— Your task —
Your answer is a number only: how many lines in the data below contain "crate"?
*** Opening Records to use ***
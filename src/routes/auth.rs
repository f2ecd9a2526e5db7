use axum::{
    extract::State,
    http::StatusCode,
    response::{Html, IntoResponse, Redirect, Response},
    Form,
};
use tower_sessions::Session;

use crate::constants::{ERR_USERNAME_TAKEN, MSG_GOODBYE, MSG_INVALID_CREDENTIALS, MSG_REGISTERED};
use crate::error::{AppError, Result};
use crate::models::User;
use crate::routes::user_path;
use crate::routes::validation::{FieldErrors, LoginForm, RegisterForm};
use crate::session::{self, flash, FlashLevel, PageContext};
use crate::views;
use crate::AppState;

/// `GET /`
pub async fn redirect_to_register() -> Redirect {
    Redirect::to("/register")
}

/// `GET /register`
pub async fn register_form(session: Session) -> Result<Response> {
    render_register(
        &session,
        StatusCode::OK,
        &RegisterForm::default(),
        &FieldErrors::default(),
    )
    .await
}

/// `POST /register`
///
/// On success the new user is logged in and sent to their page. Invalid
/// input and taken usernames re-render the form with field errors.
pub async fn register_user(
    State(state): State<AppState>,
    session: Session,
    Form(form): Form<RegisterForm>,
) -> Result<Response> {
    if let Err(errors) = form.validate() {
        return render_register(&session, StatusCode::UNPROCESSABLE_ENTITY, &form, &errors).await;
    }

    let user = match User::register(&state.pool, form.to_new_user()).await {
        Ok(user) => user,
        Err(AppError::UserAlreadyExists) => {
            let mut errors = FieldErrors::default();
            errors.add("username", ERR_USERNAME_TAKEN);
            return render_register(&session, StatusCode::UNPROCESSABLE_ENTITY, &form, &errors)
                .await;
        }
        Err(e) => return Err(e),
    };

    session::log_in(&session, &user.username).await?;
    flash(&session, FlashLevel::Success, MSG_REGISTERED).await?;

    Ok(Redirect::to(&user_path(&user.username)).into_response())
}

async fn render_register(
    session: &Session,
    status: StatusCode,
    form: &RegisterForm,
    errors: &FieldErrors,
) -> Result<Response> {
    let page = PageContext::load(session).await?;
    Ok((status, Html(views::register_page(&page, form, errors))).into_response())
}

/// `GET /login`
pub async fn login_form(session: Session) -> Result<Response> {
    render_login(
        &session,
        StatusCode::OK,
        &LoginForm::default(),
        &FieldErrors::default(),
        None,
    )
    .await
}

/// `POST /login`
///
/// Unknown usernames and wrong passwords get the same response.
pub async fn login_user(
    State(state): State<AppState>,
    session: Session,
    Form(form): Form<LoginForm>,
) -> Result<Response> {
    if let Err(errors) = form.validate() {
        return render_login(
            &session,
            StatusCode::UNPROCESSABLE_ENTITY,
            &form,
            &errors,
            None,
        )
        .await;
    }

    let Some(user) = User::authenticate(&state.pool, form.username.trim(), &form.password).await?
    else {
        return render_login(
            &session,
            StatusCode::UNAUTHORIZED,
            &form,
            &FieldErrors::default(),
            Some(MSG_INVALID_CREDENTIALS),
        )
        .await;
    };

    session::log_in(&session, &user.username).await?;
    flash(
        &session,
        FlashLevel::Primary,
        format!("Welcome Back, {}!", user.username),
    )
    .await?;

    Ok(Redirect::to(&user_path(&user.username)).into_response())
}

async fn render_login(
    session: &Session,
    status: StatusCode,
    form: &LoginForm,
    errors: &FieldErrors,
    notice: Option<&str>,
) -> Result<Response> {
    let page = PageContext::load(session).await?;
    Ok((status, Html(views::login_page(&page, form, errors, notice))).into_response())
}

/// `GET /logout`
pub async fn logout_user(session: Session) -> Result<Redirect> {
    if let Some(username) = session::log_out(&session).await? {
        tracing::info!("User logged out: {}", username);
    }
    flash(&session, FlashLevel::Info, MSG_GOODBYE).await?;

    Ok(Redirect::to("/"))
}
*** Closing Records to use ***
— Your response —
8